Art

Melike Kara Brings the Spirit World to the Yuz Museum

Melike Kara in her Köln studio, 2018.
Melike Kara in her Köln studio, 2018.

My second house was haunted. I never saw a ghost, but I felt one. I considered it more or less benevolent with the exception of midnight walks to a cold toilet seat.

Occasionally I feel this same creeping sensation staring into the eyes of figurative paintings or security cameras. At Melike Kara’s studio in Cologne, I was under constant surveillance, but the source was hard to pinpoint.

You can’t walk by one of Kara’s oil stick paintings without catching a gaze. Her jumbles of purple, pink and blue bodies seem to follow you without any effort, but it was the omnipresence of Kara’s grandmother that seemed to dominate the room on an unseasonably warm visit in April. “She’s always with me,” Kara says, motioning to a paper cut-out of her grandmother’s face affixed to a wooden madonna. “She’s the guardian angel of the studio.”

The artist’s family has always played a critical role in her work. Her great-grandfather was the shaman of his Turkish village and the artist remembers the kind of magnetic pull her grandmother had during their visits. “Everyone wanted to touch her,” Kara says. “The Kurdish belief is that a shaman has magical powers for healing. If you visit and commune with them in their temple, they can help you manifest your wishes.”

This July, Kara plans to create her own oasis at the Yuz Museum in Shanghai for “A Taste of Parsley,” her first institutional solo show. During our visit, she was working on a series of semi-transparent panels, which she plans to dangle from the ceiling in order to create a temple within the museum hall. Each hand-painted pane is at once a window and a wall— a dynamic that Kara hopes will help visitors feel protected while taking in the army of new figures that flank them on either side. “Everybody sees something different in my images,” Kara says. “I wanted to push this idea and think about the way I could create new frames for looking and for being looked at. Identity is not static, it is constantly in flux like a performance or a narrative.”

Certainly when observing Kara’s figures I find myself constructing my own stories about how they all ended up together and who is in charge. For hints I bury myself in the details, some of which are inspired by the psychedelically-colored tassels her grandmother used to knit. An assortment are lying on a bed in the thick of things. The spread reads as a kind of three-dimensional storyboard as the soft strawberries, dresses and animals play off one another, not unlike the masked figures that occupy the artist’s paintings. “I especially love the dogs,” Kara says lifting up one of the crude figures speckled in bright green and a clashing pink. Kara’s obsession with four-legged friends is well documented.

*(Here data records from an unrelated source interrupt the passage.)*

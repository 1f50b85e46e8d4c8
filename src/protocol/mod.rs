//! Protocol definitions and constants
//!
//! The local side speaks the CONNECT subset of SOCKS5 (RFC 1928) without
//! authentication. The remote side receives a shadowsocks-style address
//! header followed by the (optionally one-time-authenticated) stream.

mod buffer;
mod handshake;

pub use buffer::FramedBuffer;
pub use handshake::{Action, ConnectRequest, Handshake, Stage};

use std::time::Duration;
use thiserror::Error;

/// Protocol errors
#[derive(Debug, Error, PartialEq, Eq)]
pub enum ProtocolError {
    #[error("Invalid SOCKS version: {0}")]
    InvalidSocksVersion(u8),

    #[error("Unsupported command: {0}")]
    UnsupportedCommand(u8),

    #[error("Address type not supported: {0}")]
    UnsupportedAddressType(u8),
}

/// SOCKS version spoken on the local side
pub const SOCKS_VERSION: u8 = 0x05;

/// "No authentication required" method
pub const METHOD_NO_AUTH: u8 = 0x00;

/// CONNECT command, the only one supported
pub const CMD_CONNECT: u8 = 0x01;

/// IPv4 address type
pub const ATYP_IPV4: u8 = 0x01;

/// Domain name address type
pub const ATYP_DOMAIN: u8 = 0x03;

/// Flag OR'd into the upstream address type when one-time auth is on
pub const OTA_FLAG: u8 = 0x10;

/// Length of a one-time auth tag
pub const OTA_TAG_LEN: usize = 10;

/// Largest plaintext payload forwarded upstream in one chunk
pub const MAX_CHUNK_SIZE: usize = 65536;

/// Upstream connect timeout
pub const CONNECT_TIMEOUT: Duration = Duration::from_secs(5);

/// Method selection reply sent after the greeting
pub const GREETING_REPLY: [u8; 2] = [SOCKS_VERSION, METHOD_NO_AUTH];

/// CONNECT success reply. The bound address is always the placeholder
/// 0.0.0.0:1; the real upstream address is never disclosed to the client.
pub const CONNECT_REPLY: [u8; 10] = [
    SOCKS_VERSION,
    0x00,
    0x00,
    ATYP_IPV4,
    0x00,
    0x00,
    0x00,
    0x00,
    0x00,
    0x01,
];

Her 2017 exhibition with Peres Projects was titled “Köpek,” the Turkish word for hounds, and featured a suite of long-eared sculptures guarding her paintings like gargoyles. The Yuz Museum show will also include new wooden sculptures, some of which currently populate the floor. The notched surface of her carved material presented a challenge to the artist who typically works on canvas with oil sticks. “I had to find a new way in, but now I think I’m getting the hang of it. I’m used to the directness and immediacy of the oil stick. This is a more decorative process,” she says, picking up a clock whose hands have been replaced with blue roses. These are the romantic flourishes that enable Kara to bridge the space between the domestic and the mystical. The fantasy is not outside but within. One of Kara’s strengths is her ability to create and break her own rubrics. For example, when working on a group of paintings, Kara tends to stick to a singular color palette of three to four colors. “It’s not really about creating a signature of favoritism, but rather a way for me to focus,” the artist says of her tendency to condense. “Since I’m surrounded on all sides in the studio, I find color helps create a sense of cohesion that enables me to work through an idea without losing myself.”

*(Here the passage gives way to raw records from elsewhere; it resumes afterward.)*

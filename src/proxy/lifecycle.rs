//! Session lifecycle supervisor
//!
//! Close, end-of-stream and errors on either socket all end up in
//! [`Lifecycle::destroy`]. The first call wins an atomic transition into the
//! destroyed state and wakes every task of the session; the tasks then close
//! the socket halves they own. Later calls are no-ops.

use crate::Error;
use std::fmt;
use std::sync::atomic::{AtomicBool, Ordering};
use std::sync::Arc;
use tokio::sync::Notify;
use tracing::{debug, info, warn};

/// Why a session was torn down
#[derive(Debug)]
pub enum CloseReason {
    /// Local client closed its side
    LocalClosed,
    /// Upstream closed its side
    RemoteClosed,
    /// Protocol, crypto, auth or transport failure
    Failed(Error),
    /// Local server shutting down
    Shutdown,
}

impl fmt::Display for CloseReason {
    fn fmt(&self, f: &mut fmt::Formatter<'_>) -> fmt::Result {
        match self {
            CloseReason::LocalClosed => f.write_str("local closed"),
            CloseReason::RemoteClosed => f.write_str("remote closed"),
            CloseReason::Failed(e) => write!(f, "{}", e),
            CloseReason::Shutdown => f.write_str("shutdown"),
        }
    }
}

struct Inner {
    id: u64,
    destroyed: AtomicBool,
    notify: Notify,
}

/// Shared teardown state of one session
#[derive(Clone)]
pub struct Lifecycle {
    inner: Arc<Inner>,
}

impl Lifecycle {
    pub fn new(id: u64) -> Self {
        Self {
            inner: Arc::new(Inner {
                id,
                destroyed: AtomicBool::new(false),
                notify: Notify::new(),
            }),
        }
    }

    /// Tear the session down. Returns `true` only for the call that
    /// performed the transition.
    pub fn destroy(&self, reason: CloseReason) -> bool {
        if self
            .inner
            .destroyed
            .compare_exchange(false, true, Ordering::AcqRel, Ordering::Acquire)
            .is_err()
        {
            debug!("[{}] Already destroyed, ignoring {}", self.inner.id, reason);
            return false;
        }

        match &reason {
            CloseReason::Failed(e) => warn!("[{}] Session failed: {}", self.inner.id, e),
            CloseReason::Shutdown => info!("[{}] Session closed by shutdown", self.inner.id),
            _ => debug!("[{}] Session closed: {}", self.inner.id, reason),
        }
        self.inner.notify.notify_waiters();
        true
    }

    pub fn is_destroyed(&self) -> bool {
        self.inner.destroyed.load(Ordering::Acquire)
    }

    /// Resolves once the session has been destroyed
    pub async fn destroyed(&self) {
        let notified = self.inner.notify.notified();
        tokio::pin!(notified);
        // Register before checking the flag so a concurrent destroy is not missed
        notified.as_mut().enable();
        if self.is_destroyed() {
            return;
        }
        notified.await;
    }

    pub fn id(&self) -> u64 {
        self.inner.id
    }
}

impl fmt::Debug for Lifecycle {
    fn fmt(&self, f: &mut fmt::Formatter<'_>) -> fmt::Result {
        f.debug_struct("Lifecycle")
            .field("id", &self.inner.id)
            .field("destroyed", &self.is_destroyed())
            .finish()
    }
}
//! One-time authentication
//!
//! The upstream header is authenticated with a key of `iv || cipher key`;
//! every data chunk with `iv || chunk counter (u32 BE)`. Tags are the first
//! 10 bytes of HMAC-SHA1.

use crate::protocol::OTA_TAG_LEN;
use ring::hmac;
use thiserror::Error;

/// Authentication errors
#[derive(Debug, Error, PartialEq, Eq)]
pub enum AuthError {
    #[error("Invalid authentication key: {0}")]
    InvalidKey(&'static str),
}

/// Per-use key material appended to the IV
#[derive(Debug, Clone, Copy)]
pub enum KeyMaterial<'a> {
    /// Chunk counter, encoded big-endian
    Counter(u32),
    /// Raw bytes, e.g. the symmetric cipher key
    Bytes(&'a [u8]),
}

/// Build an authentication key from the encrypt-direction IV and key material
pub fn prepare_key(iv: &[u8], material: KeyMaterial<'_>) -> Vec<u8> {
    let mut key = iv.to_vec();
    match material {
        KeyMaterial::Counter(count) => key.extend_from_slice(&count.to_be_bytes()),
        KeyMaterial::Bytes(bytes) => key.extend_from_slice(bytes),
    }
    key
}

/// Keyed-hash authenticator producing truncated tags
pub trait Authenticator: Send + Sync {
    fn do_auth(&self, key: &[u8], data: &[u8]) -> Result<[u8; OTA_TAG_LEN], AuthError>;
}

/// HMAC-SHA1 truncated to [`OTA_TAG_LEN`] bytes
#[derive(Debug, Clone, Copy, Default)]
pub struct HmacSha1;

impl Authenticator for HmacSha1 {
    fn do_auth(&self, key: &[u8], data: &[u8]) -> Result<[u8; OTA_TAG_LEN], AuthError> {
        if key.is_empty() {
            return Err(AuthError::InvalidKey("empty key"));
        }
        let key = hmac::Key::new(hmac::HMAC_SHA1_FOR_LEGACY_USE_ONLY, key);
        let tag = hmac::sign(&key, data);

        let mut out = [0u8; OTA_TAG_LEN];
        out.copy_from_slice(&tag.as_ref()[..OTA_TAG_LEN]);
        Ok(out)
    }
}
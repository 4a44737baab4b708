use std::io;

use thiserror::Error;

use crate::ShardId;

#[derive(Debug, Error)]
/// A failure while loading the shard table or resolving a key against it.
///
/// All of these are configuration problems, a node which hits one while
/// starting up should not serve traffic.
pub enum ShardError {
    #[error("Failed to read shard config: {0}")]
    Io(#[from] io::Error),

    #[error("Failed to parse shard config: {0}")]
    Parse(#[from] toml::de::Error),

    #[error("Duplicate shard id {0}")]
    DuplicateShardId(ShardId),

    #[error("Shard {0:?} not found")]
    /// The node's own shard name does not match any configured shard.
    SelfNotFound(String),

    #[error("No address configured for shard {0}")]
    /// A key hashed to a shard id which has no address.
    UnknownShard(ShardId),

    #[error("Leader address not found for shard id {0}")]
    MissingLeaderAddress(ShardId),
}
use std::ops::Deref;
use std::sync::atomic::{AtomicU64, Ordering};
use std::sync::Arc;

pub type Counter = AtomicU64;

#[derive(Debug, Clone, Default)]
/// Live metrics of a replication syncer.
pub struct ReplicationStatistics(Arc<ReplicationStatisticsInner>);

impl Deref for ReplicationStatistics {
    type Target = ReplicationStatisticsInner;

    fn deref(&self) -> &Self::Target {
        &self.0
    }
}

#[derive(Debug, Default)]
pub struct ReplicationStatisticsInner {
    pub(crate) num_ticks: Counter,
    pub(crate) num_applied: Counter,
    pub(crate) num_empty_polls: Counter,
    pub(crate) num_failed_syncs: Counter,
    pub(crate) num_failed_acks: Counter,
}

impl ReplicationStatisticsInner {
    /// The number of timer ticks the syncer has handled.
    pub fn num_ticks(&self) -> u64 {
        self.num_ticks.load(Ordering::Relaxed)
    }

    /// The number of entries applied to the local primary namespace.
    ///
    /// Redelivered entries are counted every time they are applied.
    pub fn num_applied(&self) -> u64 {
        self.num_applied.load(Ordering::Relaxed)
    }

    /// The number of polls where the leader had nothing pending.
    pub fn num_empty_polls(&self) -> u64 {
        self.num_empty_polls.load(Ordering::Relaxed)
    }

    /// The number of polls which failed before an entry was applied.
    pub fn num_failed_syncs(&self) -> u64 {
        self.num_failed_syncs.load(Ordering::Relaxed)
    }

    /// The number of applied entries the leader did not accept an
    /// acknowledgment for.
    pub fn num_failed_acks(&self) -> u64 {
        self.num_failed_acks.load(Ordering::Relaxed)
    }

    pub(crate) fn inc(counter: &Counter) {
        counter.fetch_add(1, Ordering::Relaxed);
    }
}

Kara’s aesthetic idiosyncrasies are what initially drew gallerist Javier Peres to show her work in 2016. “Melike’s pieces are enigmatic, what some would call ‘primitive’ and yet somehow deeply sophisticated in mood,” Peres says. “They are memorable as they seem to depict some social tableaux of a long-lost civilization. Or maybe they are about a future civilization. Her work leaves a lot of room for interpretation. It’s not about deciphering the what, when, where and why, but rather it’s about the work asking questions and opening the possibilities.”

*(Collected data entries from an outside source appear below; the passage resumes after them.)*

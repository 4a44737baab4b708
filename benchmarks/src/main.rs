mod workload;

#[macro_use]
extern crate tracing;

use std::sync::Arc;
use std::time::Instant;

use anyhow::{bail, Result};
use clap::Parser;
use mimalloc::MiMalloc;

use crate::workload::{run_workers, HttpTarget, PhaseStats};

#[global_allocator]
static GLOBAL: MiMalloc = MiMalloc;

#[tokio::main]
async fn main() -> Result<()> {
    tracing_subscriber::fmt::init();
    let args: Args = Args::parse();

    if args.concurrency == 0 {
        bail!("--concurrency must be at least 1");
    }

    info!(
        iterations = args.iterations,
        read_iterations = args.read_iterations,
        concurrency = args.concurrency,
        addr = %args.addr,
        "Running benchmarks."
    );

    let target = Arc::new(HttpTarget::new(args.addr.clone()));
    let start = Instant::now();

    let (write_stats, keys) =
        run_workers(args.concurrency, args.iterations, |_| {
            let target = target.clone();
            async move { target.random_write().await }
        })
        .await?;
    report("write", &write_stats, keys.len());

    if keys.is_empty() {
        warn!("No keys were written, skipping the read phase.");
    } else {
        let keys = Arc::new(keys);
        let (read_stats, _) =
            run_workers(args.concurrency, args.read_iterations, |_| {
                let target = target.clone();
                let keys = keys.clone();
                async move { target.random_read(&keys).await }
            })
            .await?;
        report("read", &read_stats, keys.len());
    }

    info!("Took {}", humantime::format_duration(start.elapsed()));

    Ok(())
}

fn report(phase: &str, stats: &PhaseStats, num_keys: usize) {
    info!(
        "{phase}: max = {}, min = {}, avg = {}, qps = {:.1} over {num_keys} keys",
        humantime::format_duration(stats.max),
        humantime::format_duration(stats.min),
        humantime::format_duration(stats.avg()),
        stats.qps(),
    );
}

#[derive(Parser, Debug)]
#[command(version, about, long_about = None)]
pub struct Args {
    #[arg(long, default_value_t = 1000)]
    /// The number of `set` requests each worker sends.
    iterations: usize,

    #[arg(long, default_value_t = 1000)]
    /// The number of `get` requests each worker sends.
    read_iterations: usize,

    #[arg(long, default_value_t = 2)]
    /// The number of concurrent workers.
    concurrency: usize,

    #[arg(long, default_value = "localhost:8080")]
    /// The HTTP address of the node to benchmark.
    addr: String,
}
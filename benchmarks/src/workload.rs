use std::future::Future;
use std::time::{Duration, Instant};

use anyhow::{bail, Result};
use hyper::client::HttpConnector;
use hyper::{Client, Uri};
use rand::Rng;

const KEY_SPACE: u32 = 100_000;

/// Sends `set` and `get` requests with random keys to a single node.
pub struct HttpTarget {
    addr: String,
    client: Client<HttpConnector>,
}

impl HttpTarget {
    pub fn new(addr: String) -> Self {
        let client = Client::builder()
            .pool_max_idle_per_host(300)
            .pool_idle_timeout(Duration::from_secs(60))
            .build_http();

        Self { addr, client }
    }

    /// Writes a random value under a random key and returns the key.
    pub async fn random_write(&self) -> Result<String> {
        let (key, value) = {
            let mut rng = rand::thread_rng();
            (
                format!("key-{}", rng.gen_range(0..KEY_SPACE)),
                format!("value-{}", rng.gen_range(0..KEY_SPACE)),
            )
        };

        let query = serde_urlencoded::to_string([("key", &key), ("value", &value)])?;
        self.call(&format!("/set?{query}")).await?;

        Ok(key)
    }

    /// Reads a random key out of the given keys and returns it.
    pub async fn random_read(&self, keys: &[String]) -> Result<String> {
        let key = {
            let idx = rand::thread_rng().gen_range(0..keys.len());
            keys[idx].clone()
        };

        let query = serde_urlencoded::to_string([("key", &key)])?;
        self.call(&format!("/get?{query}")).await?;

        Ok(key)
    }

    async fn call(&self, path_and_query: &str) -> Result<()> {
        let uri: Uri = format!("http://{}{}", self.addr, path_and_query).parse()?;
        let response = self.client.get(uri).await?;
        let status = response.status();
        let body = hyper::body::to_bytes(response.into_body()).await?;

        if !status.is_success() {
            bail!(
                "request failed with status {status}: {}",
                String::from_utf8_lossy(&body)
            );
        }

        Ok(())
    }
}

#[derive(Debug, Clone)]
/// The latencies of one benchmark phase.
pub struct PhaseStats {
    pub max: Duration,
    pub min: Duration,
    pub total_requests: usize,
    /// The summed QPS of every worker.
    pub worker_qps: f64,
    /// The summed time every worker was busy.
    pub busy: Duration,
}

impl Default for PhaseStats {
    fn default() -> Self {
        Self {
            max: Duration::ZERO,
            min: Duration::MAX,
            total_requests: 0,
            worker_qps: 0.0,
            busy: Duration::ZERO,
        }
    }
}

impl PhaseStats {
    fn record(&mut self, latency: Duration) {
        self.max = self.max.max(latency);
        self.min = self.min.min(latency);
        self.total_requests += 1;
    }

    fn merge(&mut self, other: &PhaseStats) {
        self.max = self.max.max(other.max);
        self.min = self.min.min(other.min);
        self.total_requests += other.total_requests;
        self.worker_qps += other.worker_qps;
        self.busy += other.busy;
    }

    /// The average latency of a single request.
    pub fn avg(&self) -> Duration {
        if self.total_requests == 0 {
            return Duration::ZERO;
        }
        self.busy / self.total_requests as u32
    }

    /// The combined number of requests per second of all workers.
    pub fn qps(&self) -> f64 {
        self.worker_qps
    }
}

/// Runs `concurrency` workers which each call `op` `iterations` times one
/// after another.
///
/// Returns the merged stats and every value the calls produced. The first
/// failed call aborts the run.
pub async fn run_workers<F, Fut, T>(
    concurrency: usize,
    iterations: usize,
    op: F,
) -> Result<(PhaseStats, Vec<T>)>
where
    F: Fn(usize) -> Fut,
    Fut: Future<Output = Result<T>> + Send + 'static,
    T: Send + 'static,
{
    let mut handles = Vec::with_capacity(concurrency);
    for _ in 0..concurrency {
        let calls = (0..iterations).map(&op).collect::<Vec<_>>();
        handles.push(tokio::spawn(run_worker(calls)));
    }

    let mut stats = PhaseStats::default();
    let mut outputs = Vec::new();
    for handle in handles {
        let (worker_stats, worker_outputs) = handle.await??;
        stats.merge(&worker_stats);
        outputs.extend(worker_outputs);
    }

    Ok((stats, outputs))
}

async fn run_worker<Fut, T>(calls: Vec<Fut>) -> Result<(PhaseStats, Vec<T>)>
where
    Fut: Future<Output = Result<T>>,
{
    let mut stats = PhaseStats::default();
    let mut outputs = Vec::with_capacity(calls.len());

    let start = Instant::now();
    for call in calls {
        let call_start = Instant::now();
        outputs.push(call.await?);
        stats.record(call_start.elapsed());
    }

    let elapsed = start.elapsed();
    stats.busy = elapsed;
    if !elapsed.is_zero() {
        stats.worker_qps = stats.total_requests as f64 / elapsed.as_secs_f64();
    }

    Ok((stats, outputs))
}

The generosity found in Kara’s work is an extension of her own. Like her shamanistic elders, the artist has a commanding presence—but one that generates new energy rather than domineers. This is the discovery I make during our visit. The ghost or presence that I perceived upon arrival isn’t a function of an outside force but one that radiates outward from Kara’s core and manifests itself in her work. I ask her if anyone has accused her of having powers before, and she laughs: “My family has lived outside of Turkey for three generations. If anything my work is an effort to get in touch with this history, to draw it out and use it to create myths of my own.”